_Provided records_:

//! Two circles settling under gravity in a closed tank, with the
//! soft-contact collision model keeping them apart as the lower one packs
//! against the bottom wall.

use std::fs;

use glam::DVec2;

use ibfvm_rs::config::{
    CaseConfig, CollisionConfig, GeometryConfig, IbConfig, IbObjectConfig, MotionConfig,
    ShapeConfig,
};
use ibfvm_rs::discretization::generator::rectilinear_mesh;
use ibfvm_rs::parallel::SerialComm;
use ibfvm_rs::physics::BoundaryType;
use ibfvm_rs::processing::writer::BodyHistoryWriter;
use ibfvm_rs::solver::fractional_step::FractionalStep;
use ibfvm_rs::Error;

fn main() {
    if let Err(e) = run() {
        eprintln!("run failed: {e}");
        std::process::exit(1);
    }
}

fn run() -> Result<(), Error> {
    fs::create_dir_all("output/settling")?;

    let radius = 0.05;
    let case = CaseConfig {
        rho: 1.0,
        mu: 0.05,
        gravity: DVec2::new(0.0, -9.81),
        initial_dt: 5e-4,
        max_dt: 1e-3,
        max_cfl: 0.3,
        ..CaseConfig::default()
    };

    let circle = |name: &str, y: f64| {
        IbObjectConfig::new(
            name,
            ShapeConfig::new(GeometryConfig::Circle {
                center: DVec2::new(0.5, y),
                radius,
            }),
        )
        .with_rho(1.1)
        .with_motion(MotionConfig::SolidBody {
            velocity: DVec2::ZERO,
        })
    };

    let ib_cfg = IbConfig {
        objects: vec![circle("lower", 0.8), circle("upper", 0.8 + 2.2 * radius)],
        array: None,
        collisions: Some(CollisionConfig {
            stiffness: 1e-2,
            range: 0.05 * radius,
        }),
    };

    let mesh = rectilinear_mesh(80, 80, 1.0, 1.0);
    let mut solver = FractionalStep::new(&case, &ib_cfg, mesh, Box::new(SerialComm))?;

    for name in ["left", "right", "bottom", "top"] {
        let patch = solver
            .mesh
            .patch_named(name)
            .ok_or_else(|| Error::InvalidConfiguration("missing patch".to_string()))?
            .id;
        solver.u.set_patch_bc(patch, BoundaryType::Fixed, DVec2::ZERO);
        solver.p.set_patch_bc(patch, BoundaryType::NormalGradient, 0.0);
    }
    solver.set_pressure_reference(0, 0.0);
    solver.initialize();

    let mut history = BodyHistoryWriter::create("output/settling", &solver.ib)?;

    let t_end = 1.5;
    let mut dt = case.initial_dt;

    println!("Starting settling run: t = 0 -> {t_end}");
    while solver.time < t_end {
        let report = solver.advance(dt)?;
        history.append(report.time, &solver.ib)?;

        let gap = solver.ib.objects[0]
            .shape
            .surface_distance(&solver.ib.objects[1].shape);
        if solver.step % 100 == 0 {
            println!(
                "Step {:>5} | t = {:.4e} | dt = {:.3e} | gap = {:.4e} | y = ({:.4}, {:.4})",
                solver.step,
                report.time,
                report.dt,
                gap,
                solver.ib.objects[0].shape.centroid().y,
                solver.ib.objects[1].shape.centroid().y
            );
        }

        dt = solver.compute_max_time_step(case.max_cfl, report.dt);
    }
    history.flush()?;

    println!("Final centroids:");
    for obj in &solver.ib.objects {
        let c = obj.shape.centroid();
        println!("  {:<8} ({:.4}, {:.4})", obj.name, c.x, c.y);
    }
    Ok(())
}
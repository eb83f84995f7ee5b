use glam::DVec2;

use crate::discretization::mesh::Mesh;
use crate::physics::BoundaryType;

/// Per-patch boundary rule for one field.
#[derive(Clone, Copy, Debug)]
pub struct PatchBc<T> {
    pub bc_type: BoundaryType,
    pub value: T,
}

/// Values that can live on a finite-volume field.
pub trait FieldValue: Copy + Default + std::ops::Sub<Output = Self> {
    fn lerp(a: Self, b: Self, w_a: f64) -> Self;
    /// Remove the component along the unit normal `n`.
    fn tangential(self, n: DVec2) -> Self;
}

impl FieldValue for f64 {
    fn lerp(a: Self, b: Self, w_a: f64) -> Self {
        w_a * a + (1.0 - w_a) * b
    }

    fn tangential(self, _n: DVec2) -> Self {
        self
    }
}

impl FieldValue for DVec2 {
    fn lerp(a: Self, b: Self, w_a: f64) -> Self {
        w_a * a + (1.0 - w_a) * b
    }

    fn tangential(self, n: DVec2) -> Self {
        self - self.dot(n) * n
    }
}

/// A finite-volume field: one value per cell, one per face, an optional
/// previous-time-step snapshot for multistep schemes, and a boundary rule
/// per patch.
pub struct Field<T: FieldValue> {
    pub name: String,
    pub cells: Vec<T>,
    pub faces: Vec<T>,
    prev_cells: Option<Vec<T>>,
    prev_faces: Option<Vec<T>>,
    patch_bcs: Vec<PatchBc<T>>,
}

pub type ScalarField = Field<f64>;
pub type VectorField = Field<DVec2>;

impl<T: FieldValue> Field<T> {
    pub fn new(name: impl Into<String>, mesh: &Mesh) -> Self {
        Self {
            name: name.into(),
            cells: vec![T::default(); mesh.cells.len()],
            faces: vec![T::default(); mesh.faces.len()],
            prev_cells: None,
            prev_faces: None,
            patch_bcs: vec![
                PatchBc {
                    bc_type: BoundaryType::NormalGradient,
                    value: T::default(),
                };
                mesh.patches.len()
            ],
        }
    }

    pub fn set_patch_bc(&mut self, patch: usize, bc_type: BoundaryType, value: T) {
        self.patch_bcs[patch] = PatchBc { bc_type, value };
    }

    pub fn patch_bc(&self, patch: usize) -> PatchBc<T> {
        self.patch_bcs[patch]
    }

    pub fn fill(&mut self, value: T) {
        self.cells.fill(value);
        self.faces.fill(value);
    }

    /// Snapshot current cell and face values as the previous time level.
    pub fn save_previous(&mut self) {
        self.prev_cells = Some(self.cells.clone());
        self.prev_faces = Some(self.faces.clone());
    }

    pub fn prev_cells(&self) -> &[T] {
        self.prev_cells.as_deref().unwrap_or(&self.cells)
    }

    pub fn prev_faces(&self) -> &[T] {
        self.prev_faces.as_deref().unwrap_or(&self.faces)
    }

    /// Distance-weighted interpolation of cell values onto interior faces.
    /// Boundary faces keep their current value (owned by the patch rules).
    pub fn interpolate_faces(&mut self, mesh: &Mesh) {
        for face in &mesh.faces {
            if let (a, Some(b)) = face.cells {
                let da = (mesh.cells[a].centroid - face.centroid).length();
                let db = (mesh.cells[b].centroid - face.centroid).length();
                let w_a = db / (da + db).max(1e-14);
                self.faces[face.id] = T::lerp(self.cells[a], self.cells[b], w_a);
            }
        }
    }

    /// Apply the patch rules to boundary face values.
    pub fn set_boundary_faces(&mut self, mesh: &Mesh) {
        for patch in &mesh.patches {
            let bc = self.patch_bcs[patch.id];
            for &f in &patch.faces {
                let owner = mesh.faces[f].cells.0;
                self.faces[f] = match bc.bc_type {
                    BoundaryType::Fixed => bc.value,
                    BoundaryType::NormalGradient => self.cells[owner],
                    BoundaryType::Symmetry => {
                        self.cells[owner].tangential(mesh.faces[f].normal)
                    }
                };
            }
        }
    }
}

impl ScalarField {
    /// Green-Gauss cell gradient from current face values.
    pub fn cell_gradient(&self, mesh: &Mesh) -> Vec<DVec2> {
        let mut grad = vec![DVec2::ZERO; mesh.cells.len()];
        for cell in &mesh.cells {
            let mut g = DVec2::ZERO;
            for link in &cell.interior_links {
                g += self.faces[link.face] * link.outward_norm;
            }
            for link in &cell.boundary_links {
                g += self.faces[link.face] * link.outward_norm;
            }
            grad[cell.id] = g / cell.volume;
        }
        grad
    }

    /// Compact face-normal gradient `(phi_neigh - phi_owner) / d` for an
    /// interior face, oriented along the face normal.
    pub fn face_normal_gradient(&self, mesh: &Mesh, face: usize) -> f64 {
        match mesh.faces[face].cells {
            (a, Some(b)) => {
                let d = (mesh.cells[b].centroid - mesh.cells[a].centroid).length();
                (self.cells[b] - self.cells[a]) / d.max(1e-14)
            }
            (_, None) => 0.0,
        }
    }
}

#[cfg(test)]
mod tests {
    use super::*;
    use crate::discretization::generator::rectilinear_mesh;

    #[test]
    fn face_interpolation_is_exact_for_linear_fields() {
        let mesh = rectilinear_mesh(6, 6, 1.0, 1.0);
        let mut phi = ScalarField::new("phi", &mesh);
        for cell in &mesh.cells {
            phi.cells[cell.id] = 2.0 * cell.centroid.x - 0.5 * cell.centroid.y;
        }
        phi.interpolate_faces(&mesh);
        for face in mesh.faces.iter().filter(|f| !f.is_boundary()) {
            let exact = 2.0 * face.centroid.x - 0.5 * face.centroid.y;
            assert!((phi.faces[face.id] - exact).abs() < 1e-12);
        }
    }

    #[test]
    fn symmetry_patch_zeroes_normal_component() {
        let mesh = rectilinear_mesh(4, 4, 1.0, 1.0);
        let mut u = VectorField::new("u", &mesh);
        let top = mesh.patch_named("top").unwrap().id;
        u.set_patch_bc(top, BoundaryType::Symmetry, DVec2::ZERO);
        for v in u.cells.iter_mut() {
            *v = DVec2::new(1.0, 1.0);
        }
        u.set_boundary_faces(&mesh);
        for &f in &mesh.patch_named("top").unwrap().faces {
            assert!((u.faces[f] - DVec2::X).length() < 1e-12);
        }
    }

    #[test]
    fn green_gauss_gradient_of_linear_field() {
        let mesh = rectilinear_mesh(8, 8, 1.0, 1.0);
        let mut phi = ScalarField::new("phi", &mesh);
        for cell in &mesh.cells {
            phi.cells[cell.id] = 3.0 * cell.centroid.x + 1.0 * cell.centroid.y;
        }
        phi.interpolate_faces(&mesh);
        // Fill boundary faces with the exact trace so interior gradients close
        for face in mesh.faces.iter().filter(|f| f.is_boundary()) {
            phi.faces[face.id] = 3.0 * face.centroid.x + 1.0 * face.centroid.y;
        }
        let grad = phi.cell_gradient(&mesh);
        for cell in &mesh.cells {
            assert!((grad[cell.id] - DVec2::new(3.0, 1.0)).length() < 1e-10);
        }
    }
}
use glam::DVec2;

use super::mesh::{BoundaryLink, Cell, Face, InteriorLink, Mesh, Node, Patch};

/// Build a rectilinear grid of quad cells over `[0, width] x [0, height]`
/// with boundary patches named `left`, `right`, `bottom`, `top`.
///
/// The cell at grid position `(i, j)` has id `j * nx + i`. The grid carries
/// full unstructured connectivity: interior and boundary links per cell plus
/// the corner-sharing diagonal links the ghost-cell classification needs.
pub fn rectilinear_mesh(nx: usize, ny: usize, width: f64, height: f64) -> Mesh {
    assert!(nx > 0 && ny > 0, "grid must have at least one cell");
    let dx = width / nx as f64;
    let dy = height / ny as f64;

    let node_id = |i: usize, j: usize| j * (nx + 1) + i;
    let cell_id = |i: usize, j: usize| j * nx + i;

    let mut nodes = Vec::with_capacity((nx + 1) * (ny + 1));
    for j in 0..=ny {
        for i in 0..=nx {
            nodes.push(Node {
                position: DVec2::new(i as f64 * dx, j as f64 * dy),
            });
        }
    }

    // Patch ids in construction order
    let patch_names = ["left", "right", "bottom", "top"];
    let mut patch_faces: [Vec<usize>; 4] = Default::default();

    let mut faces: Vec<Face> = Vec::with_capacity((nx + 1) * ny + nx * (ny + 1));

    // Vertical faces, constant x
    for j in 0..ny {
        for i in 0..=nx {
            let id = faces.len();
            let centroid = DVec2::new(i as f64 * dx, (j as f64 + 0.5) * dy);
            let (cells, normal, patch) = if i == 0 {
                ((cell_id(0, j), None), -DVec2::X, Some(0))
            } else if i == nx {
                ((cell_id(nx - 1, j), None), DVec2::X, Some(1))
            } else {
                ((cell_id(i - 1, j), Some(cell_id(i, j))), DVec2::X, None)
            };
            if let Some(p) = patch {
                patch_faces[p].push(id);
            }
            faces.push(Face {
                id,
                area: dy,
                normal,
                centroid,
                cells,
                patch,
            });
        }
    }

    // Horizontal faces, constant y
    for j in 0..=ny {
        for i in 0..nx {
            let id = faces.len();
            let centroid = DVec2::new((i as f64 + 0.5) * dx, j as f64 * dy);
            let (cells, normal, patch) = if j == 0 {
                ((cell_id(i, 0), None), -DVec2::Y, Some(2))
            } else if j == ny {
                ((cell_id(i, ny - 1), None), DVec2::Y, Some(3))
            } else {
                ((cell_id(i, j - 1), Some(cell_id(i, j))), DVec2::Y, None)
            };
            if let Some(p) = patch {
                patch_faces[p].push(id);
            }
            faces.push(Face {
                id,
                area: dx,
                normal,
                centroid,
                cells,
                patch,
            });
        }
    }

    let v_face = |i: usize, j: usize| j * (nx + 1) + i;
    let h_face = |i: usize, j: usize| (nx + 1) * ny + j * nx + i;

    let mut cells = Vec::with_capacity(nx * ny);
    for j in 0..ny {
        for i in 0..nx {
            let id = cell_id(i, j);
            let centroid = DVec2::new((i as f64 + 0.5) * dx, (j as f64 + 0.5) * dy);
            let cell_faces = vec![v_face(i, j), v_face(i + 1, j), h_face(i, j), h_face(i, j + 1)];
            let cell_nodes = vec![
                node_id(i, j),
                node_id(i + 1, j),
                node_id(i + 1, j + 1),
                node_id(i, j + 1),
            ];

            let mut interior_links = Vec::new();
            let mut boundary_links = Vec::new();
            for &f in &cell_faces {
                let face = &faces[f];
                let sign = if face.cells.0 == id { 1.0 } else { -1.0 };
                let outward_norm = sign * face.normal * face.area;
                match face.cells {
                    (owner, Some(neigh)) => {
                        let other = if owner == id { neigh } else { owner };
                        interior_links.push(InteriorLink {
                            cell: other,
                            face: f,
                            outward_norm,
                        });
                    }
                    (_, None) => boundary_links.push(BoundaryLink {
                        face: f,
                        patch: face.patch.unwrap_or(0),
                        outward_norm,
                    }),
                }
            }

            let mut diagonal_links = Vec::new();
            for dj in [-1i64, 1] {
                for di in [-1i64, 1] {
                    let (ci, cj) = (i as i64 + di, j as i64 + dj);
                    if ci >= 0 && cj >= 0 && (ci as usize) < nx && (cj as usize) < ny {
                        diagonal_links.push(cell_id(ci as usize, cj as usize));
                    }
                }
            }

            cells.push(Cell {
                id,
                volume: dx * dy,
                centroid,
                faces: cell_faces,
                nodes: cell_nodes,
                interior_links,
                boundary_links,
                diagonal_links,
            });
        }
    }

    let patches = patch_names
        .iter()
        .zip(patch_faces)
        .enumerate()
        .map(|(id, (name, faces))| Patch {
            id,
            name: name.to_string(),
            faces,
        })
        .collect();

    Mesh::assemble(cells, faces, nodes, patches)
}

_What you have to do_: Within the listing above, give again exactly every line from the line with "pub fn set_patch_bc(&mut" through the line with "pub fn prev_cells(&self)", both included, and no other line.

_Completed task_:
    pub fn set_patch_bc(&mut self, patch: usize, bc_type: BoundaryType, value: T) {
        self.patch_bcs[patch] = PatchBc { bc_type, value };
    }

    pub fn patch_bc(&self, patch: usize) -> PatchBc<T> {
        self.patch_bcs[patch]
    }

    pub fn fill(&mut self, value: T) {
        self.cells.fill(value);
        self.faces.fill(value);
    }

    /// Snapshot current cell and face values as the previous time level.
    pub fn save_previous(&mut self) {
        self.prev_cells = Some(self.cells.clone());
        self.prev_faces = Some(self.faces.clone());
    }

    pub fn prev_cells(&self) -> &[T] {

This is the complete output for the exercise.